The art of investing and trading in stocks dates back to the 16th century in 1531 when Belgium opened the first stock exchange in Antwerp. After about two centuries, the London Stock exchange was established in 1773 in the United Kingdom. 19 years later after the opening of the London Stock exchange in the UK, the New York Stock Exchange was opened in the United States of America. This was however not the fast stock exchange in the US since the Philadelphia Stock Exchange had been established before NYSE came into being. Nevertheless, NYSE grew much faster to be the leading stock exchange in the US today.
Stock markets provide platforms where investors come to trade and invest in stocks. To be an active participant in the market, you need to be well versed with the different terminologies and tactics used in share trading for you to have an advantage over your competitors and take home large gains. To begin with, you need to differentiate between trading and investing. Investing I stocks involves a long term commitment while trading in stocks is a short term affair where by you buy the stocks at a lower price and sell them immediately the price moves up to your desired level.
Investing in Stocks
Long-term investment in stocks is most commonly referred to as value investing.

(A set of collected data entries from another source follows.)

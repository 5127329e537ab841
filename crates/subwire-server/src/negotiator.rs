//! Sub-protocol negotiation.

use std::sync::Arc;

use subwire_proto::{builtin_protocols, SubProtocol};
use thiserror::Error;
use tracing::debug;

use crate::config::ServerConfig;

/// No requested protocol is both registered and allowed.
#[derive(Debug, Clone, PartialEq, Eq, Error)]
#[error("no supported sub-protocol among [{}]", rejected.join(", "))]
pub struct NegotiationError {
    /// Every token that was considered and turned down.
    pub rejected: Vec<String>,
}

/// Picks the wire sub-protocol for a connection.
#[derive(Debug, Clone)]
pub struct ProtocolNegotiator {
    handlers: Vec<Arc<dyn SubProtocol>>,
    allowed: Option<Vec<String>>,
    default_protocol: Option<String>,
}

impl ProtocolNegotiator {
    /// Create a negotiator over `handlers`.
    #[must_use]
    pub fn new(handlers: Vec<Arc<dyn SubProtocol>>) -> Self {
        Self {
            handlers,
            allowed: None,
            default_protocol: None,
        }
    }

    /// Negotiator over the built-in protocols, configured from `config`.
    #[must_use]
    pub fn from_config(config: &ServerConfig) -> Self {
        let negotiator =
            Self::new(builtin_protocols()).with_default_protocol(config.default_protocol.clone());
        match &config.allowed_protocols {
            Some(allowed) => negotiator.with_allowed(allowed.clone()),
            None => negotiator,
        }
    }

    /// Restrict negotiation to `allowed` protocol names.
    #[must_use]
    pub fn with_allowed(mut self, allowed: Vec<String>) -> Self {
        self.allowed = Some(allowed);
        self
    }

    /// Protocol used when the client states no preference.
    #[must_use]
    pub fn with_default_protocol(mut self, name: impl Into<String>) -> Self {
        self.default_protocol = Some(name.into());
        self
    }

    /// Names of every registered handler.
    #[must_use]
    pub fn registered(&self) -> Vec<&'static str> {
        self.handlers.iter().map(|h| h.name()).collect()
    }

    /// Choose a protocol for a client's comma-separated preference list.
    ///
    /// Candidates are tried in the client's order; the first one that has
    /// a handler and passes the allow-list wins. Without a preference the
    /// configured default is subject to the same checks.
    ///
    /// # Errors
    ///
    /// Returns a [`NegotiationError`] carrying every rejected token.
    pub fn negotiate(
        &self,
        requested: Option<&str>,
    ) -> Result<Arc<dyn SubProtocol>, NegotiationError> {
        let mut candidates: Vec<&str> = requested
            .into_iter()
            .flat_map(|list| list.split(','))
            .map(str::trim)
            .filter(|token| !token.is_empty())
            .collect();

        if candidates.is_empty() {
            candidates.extend(self.default_protocol.as_deref());
        }

        let mut rejected = Vec::new();
        for candidate in candidates {
            match self.accept(candidate) {
                Some(handler) => {
                    debug!(protocol = handler.name(), "Sub-protocol negotiated");
                    return Ok(handler);
                }
                None => rejected.push(candidate.to_string()),
            }
        }

        Err(NegotiationError { rejected })
    }

    fn accept(&self, candidate: &str) -> Option<Arc<dyn SubProtocol>> {
        if let Some(allowed) = &self.allowed {
            if !allowed.iter().any(|name| name.eq_ignore_ascii_case(candidate)) {
                return None;
            }
        }
        self.handlers
            .iter()
            .find(|handler| handler.name().eq_ignore_ascii_case(candidate))
            .cloned()
    }
}

impl Default for ProtocolNegotiator {
    fn default() -> Self {
        Self::from_config(&ServerConfig::default())
    }
}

This comes from the fact that you are making the investment decision solely based on the value you attach to the stock. For value investors, they view each stock not necessarily as the ticker symbol assigned to it at the stock exchange, but rather as the real company represented by the ticker symbol. In that regard, as a value investor, you fast conduct a fundamental analysis of the company to find out the value of the company before investing your money in it. Fundamental analysis involves a rigorous process of taking a deep dive in analyzing the financial strength and performance of the company you want to invest in in order to find out its real value; what investors call intrinsic value. Historical performance is analyzed and future growth prospects weighed through scenario analyses in order to find out whether the company is worth investing in.
After the fundamental analysis of the stock is over, the value investor then compares the company’s share price based on their intrinsic value with the market share price of the company. If the intrinsic value is higher than the current market share price, the stock is considered to be undervalued and the investor will buy it today at the current market share price. This is pegged on the belief that in the long-run the share price will rise and get to its intrinsic value based on its strong business fundamentals. When the market share price hits or exceeds the intrinsic value price, the investor then sells the stock and pockets the returns on investment. On the other hand, if the current market price for the share is higher than the intrinsic value, the value investor will not buy it, since the price correction will result to a lower stock price in the future.
Trading in Stocks
Trading in stocks is different from investing in stocks, not only in terms of time periods, but also in terms of the analyses involved. Whereas in investing the investor goes through a rigorous fundamental analysis to finally determine the stocks to pick and which ones to drop, a trader uses technical analysis to make quick purchases and sales of stocks. For a trader, time is very important in the decision making process and therefor they do not have the pleasure of spending several weeks of months analyzing any given stock before making a buy or sell decision on it.
Technical analysis comes in handy in this case to help the trader make an informed prediction of how the share price of given stock will move over a given short period of time. This aspect of making predictions based on market sentiments and news about companies is what makes traders be referred to as speculators. A successful trader must master the art of reading stock charts and use the charts to make trading decisions. Since the market prices of shares are always changing, the trader also needs to have the skill of fast decision making under high pressure. In the end, the efforts made by traders are rewarded by super normal returns if they make accurate price trend predictions and markets work out in their favor.
Whether you choose to be a trader or an investor, the driving factor will be your risk appetite and how soon you need returns from your investments. However, apportioning your investment portfolio to both investing and trading is sure way to diversify your risk and maximize your returns.